It is 99 years since Wales first played New Zealand in arguably the most significant of all rugby matches, catching two nations at a formative moment so that Wales' 3-0 win furnished imperishable legend on both sides. New Zealand, that most self-consciously British of former colonies, formed its closest relationship with Wales precisely because it furnished fewer settlers than England, Scotland or Ireland. The Welsh were a rarely encountered fantasy race, the only other people who loved rugby as much as New Zealanders did.

That near-century divides neatly into two halves. Wales won three out of four in the first half-century. Keith Davis, scrum-half of the 1953 All Blacks, recalls: "Wales was the match that mattered. Of course we wanted to win against England and the other Test matches. But Wales was the one."

That 1953 game was won by Wales 13-8 after flanker Clem Thomas kicked riskily across field. Olympic sprinter and wing Ken Jones beat Ron Jarden to what McLean described as the "bounce of the century" and All Black reserve prop Peter Eastgate still considers the "biggest fluke in the world".

Fifty-one years on, 19 of the 30 players survive.

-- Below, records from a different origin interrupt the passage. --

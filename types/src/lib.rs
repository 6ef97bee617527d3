//! Shared types for regionshot
//!
//! Geometry, raw capture images and the selector configuration. These are
//! shared between the overlay renderer (regionshot-overlay) and the host
//! binary that feeds it captured screens.

use std::fmt;
use std::str::FromStr;

use serde::{Deserialize, Serialize};
use thiserror::Error;

/// Bytes per RGBA8 pixel
pub const BYTES_PER_PIXEL: usize = 4;

// ─────────────────────────────────────────────────────────────────────────────
// Geometry
// ─────────────────────────────────────────────────────────────────────────────

/// A display rectangle in virtual-screen coordinates.
///
/// `x`/`y` is the top-left (minimum) corner. Monitors left of or above the
/// primary display have negative origins.
#[derive(Debug, Clone, Copy, PartialEq, Eq, Hash, Default, Serialize, Deserialize)]
pub struct Rect {
    pub x: i32,
    pub y: i32,
    pub width: u32,
    pub height: u32,
}

impl Rect {
    pub fn new(x: i32, y: i32, width: u32, height: u32) -> Self {
        Self {
            x,
            y,
            width,
            height,
        }
    }

    /// Minimum corner (the origin)
    pub fn min(&self) -> (i32, i32) {
        (self.x, self.y)
    }

    /// Maximum corner (exclusive), widened so it cannot overflow
    pub fn max(&self) -> (i64, i64) {
        (
            i64::from(self.x) + i64::from(self.width),
            i64::from(self.y) + i64::from(self.height),
        )
    }

    pub fn is_empty(&self) -> bool {
        self.width == 0 || self.height == 0
    }

    /// Check if `other` lies entirely inside this rectangle
    pub fn contains_rect(&self, other: &Rect) -> bool {
        let (max_x, max_y) = self.max();
        let (other_max_x, other_max_y) = other.max();
        other.x >= self.x && other.y >= self.y && other_max_x <= max_x && other_max_y <= max_y
    }
}

impl fmt::Display for Rect {
    fn fmt(&self, f: &mut fmt::Formatter<'_>) -> fmt::Result {
        write!(f, "{},{},{}x{}", self.x, self.y, self.width, self.height)
    }
}

/// Errors when parsing a rectangle from `X,Y,WxH`
#[derive(Debug, Error, PartialEq, Eq)]
pub enum ParseRectError {
    #[error("expected X,Y,WxH but got '{0}'")]
    Format(String),

    #[error("invalid number '{0}'")]
    Number(String),
}

impl FromStr for Rect {
    type Err = ParseRectError;

    fn from_str(s: &str) -> Result<Self, Self::Err> {
        let parts: Vec<&str> = s.trim().split(',').collect();
        let [x, y, size] = parts.as_slice() else {
            return Err(ParseRectError::Format(s.to_string()));
        };
        let (width, height) = size
            .split_once(['x', 'X'])
            .ok_or_else(|| ParseRectError::Format(s.to_string()))?;

        fn num<T: FromStr>(v: &str) -> Result<T, ParseRectError> {
            v.trim()
                .parse()
                .map_err(|_| ParseRectError::Number(v.trim().to_string()))
        }

        Ok(Rect::new(num(x)?, num(y)?, num(width)?, num(height)?))
    }
}

// ─────────────────────────────────────────────────────────────────────────────
// Raw images
// ─────────────────────────────────────────────────────────────────────────────

/// Errors when constructing a raw image
#[derive(Debug, Error, PartialEq, Eq)]
pub enum ImageError {
    #[error("image has zero size ({width}x{height})")]
    Empty { width: u32, height: u32 },

    #[error("pixel buffer is {actual} bytes, expected {expected} for {width}x{height} RGBA")]
    BufferSize {
        width: u32,
        height: u32,
        expected: usize,
        actual: usize,
    },
}

/// Expected RGBA8 buffer length for a `width` x `height` region
pub fn rgba_len(width: u32, height: u32) -> usize {
    width as usize * height as usize * BYTES_PER_PIXEL
}

/// A tightly packed RGBA8 image, rows ordered top to bottom.
#[derive(Clone, PartialEq, Eq)]
pub struct RawImage {
    width: u32,
    height: u32,
    pixels: Vec<u8>,
}

impl fmt::Debug for RawImage {
    fn fmt(&self, f: &mut fmt::Formatter<'_>) -> fmt::Result {
        f.debug_struct("RawImage")
            .field("width", &self.width)
            .field("height", &self.height)
            .field("bytes", &self.pixels.len())
            .finish()
    }
}

impl RawImage {
    /// Wrap an RGBA8 buffer, validating its length
    pub fn new(width: u32, height: u32, pixels: Vec<u8>) -> Result<Self, ImageError> {
        if width == 0 || height == 0 {
            return Err(ImageError::Empty { width, height });
        }
        let expected = rgba_len(width, height);
        if pixels.len() != expected {
            return Err(ImageError::BufferSize {
                width,
                height,
                expected,
                actual: pixels.len(),
            });
        }
        Ok(Self {
            width,
            height,
            pixels,
        })
    }

    /// An image filled with one colour
    pub fn solid(width: u32, height: u32, rgba: [u8; 4]) -> Result<Self, ImageError> {
        let pixels = rgba.repeat(width as usize * height as usize);
        Self::new(width, height, pixels)
    }

    pub fn width(&self) -> u32 {
        self.width
    }

    pub fn height(&self) -> u32 {
        self.height
    }

    pub fn pixels(&self) -> &[u8] {
        &self.pixels
    }

    /// RGBA value at (x, y), if inside the image
    pub fn pixel(&self, x: u32, y: u32) -> Option<[u8; 4]> {
        if x >= self.width || y >= self.height {
            return None;
        }
        let offset = (y as usize * self.width as usize + x as usize) * BYTES_PER_PIXEL;
        let p = &self.pixels[offset..offset + BYTES_PER_PIXEL];
        Some([p[0], p[1], p[2], p[3]])
    }

    /// A dimmed copy used as the selection backdrop.
    ///
    /// Colour channels are scaled by `factor` (clamped to 0..=1); alpha is kept.
    pub fn darkened(&self, factor: f32) -> RawImage {
        let factor = factor.clamp(0.0, 1.0);
        let pixels = self
            .pixels
            .chunks_exact(BYTES_PER_PIXEL)
            .flat_map(|p| {
                [
                    (p[0] as f32 * factor).round() as u8,
                    (p[1] as f32 * factor).round() as u8,
                    (p[2] as f32 * factor).round() as u8,
                    p[3],
                ]
            })
            .collect();
        RawImage {
            width: self.width,
            height: self.height,
            pixels,
        }
    }

    /// Copy out a sub-rectangle (relative to the image), rows top to bottom
    pub fn crop(&self, left: u32, top: u32, width: u32, height: u32) -> Option<Vec<u8>> {
        if left.checked_add(width)? > self.width || top.checked_add(height)? > self.height {
            return None;
        }
        let stride = self.width as usize * BYTES_PER_PIXEL;
        let row_len = width as usize * BYTES_PER_PIXEL;
        let mut out = Vec::with_capacity(rgba_len(width, height));
        for row in top as usize..(top + height) as usize {
            let start = row * stride + left as usize * BYTES_PER_PIXEL;
            out.extend_from_slice(&self.pixels[start..start + row_len]);
        }
        Some(out)
    }
}

// ─────────────────────────────────────────────────────────────────────────────
// Configuration
// ─────────────────────────────────────────────────────────────────────────────

/// How overlay windows are placed full-screen on their monitor.
///
/// Some window systems add decorations when a monitor is passed at window
/// creation; those need a windowed creation followed by a re-bind.
#[derive(Debug, Clone, Copy, PartialEq, Eq, Default, Serialize, Deserialize)]
#[serde(rename_all = "snake_case")]
pub enum MonitorBinding {
    /// Pick per platform (re-bind on Linux, bind at creation elsewhere)
    #[default]
    Auto,
    /// Create the window full-screen on its monitor
    AtCreation,
    /// Create windowed, then switch to full-screen using the monitor's refresh rate
    RebindAfterCreation,
}

impl MonitorBinding {
    /// Resolve `Auto` for the platform this was compiled for
    pub fn resolve(self) -> MonitorBinding {
        match self {
            MonitorBinding::Auto if cfg!(target_os = "linux") => {
                MonitorBinding::RebindAfterCreation
            }
            MonitorBinding::Auto => MonitorBinding::AtCreation,
            other => other,
        }
    }
}

fn default_window_title() -> String {
    "regionshot region selector".to_string()
}

fn default_true() -> bool {
    true
}

fn default_clear_color() -> [f32; 4] {
    [1.0, 1.0, 1.0, 1.0]
}

fn default_dim_factor() -> f32 {
    0.5
}

/// Region selector settings
#[derive(Debug, Clone, PartialEq, Serialize, Deserialize)]
pub struct SelectorConfig {
    #[serde(default = "default_window_title")]
    pub window_title: String,
    /// Linear texture filtering (nearest when false)
    #[serde(default = "default_true")]
    pub smooth: bool,
    /// Framebuffer clear colour (RGBA, 0..1)
    #[serde(default = "default_clear_color")]
    pub clear_color: [f32; 4],
    #[serde(default)]
    pub monitor_binding: MonitorBinding,
    /// Brightness multiplier for the darkened backdrop
    #[serde(default = "default_dim_factor")]
    pub dim_factor: f32,
}

impl Default for SelectorConfig {
    fn default() -> Self {
        Self {
            window_title: default_window_title(),
            smooth: true,
            clear_color: default_clear_color(),
            monitor_binding: MonitorBinding::Auto,
            dim_factor: default_dim_factor(),
        }
    }
}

The 10 All Blacks have taken little pleasure in the divergence of national fortunes since then, although New Zealand's last narrow victory, in 1978 after lock Andy Haden had dived dishonestly from a line-out, was viewed by most as recompense for ill-luck and poor refereeing in 1953.

The past 26 years have brought a series of massive All Black wins, bringing the sequence since 1953 to 16. Defeat in 1953 ended John Tanner's Test career, but he says: "Hearing Wales' results has been like learning that your younger brother is in trouble."

Pleasure at Wales' vastly improved performance last time the teams met - New Zealand's epic 53-37 win in last year's World Cup - was almost as acute in Nelson and Rotorua as in Neath and Caerphilly. The two remain linked by a common rugbyhistory and a similar worry - that the larger, richer neighbour who once provided a nationally therapeutic punchbag is now making efficient use of its greater weight.

England and Australia have won three of the last four World Cups. Yet victory over New Zealand today would still mean more to Wales than beating either of those current giants. Wales face a team coached by New Zealanders Graham Henry and Steve Hansen, who previously coached them.

Two weeks ago Wales ran South Africa close, a team who finished first to New Zealand's third in this year's Tri-Nations championship. If they achieve a feat that was beyond the great Wales teams of the 1970s, nobody will be happier than Bleddyn Williams, now 81, who has written: "Proud as I am of being Wales' last winning captain against New Zealand, it is a distinction I would very much like to lose."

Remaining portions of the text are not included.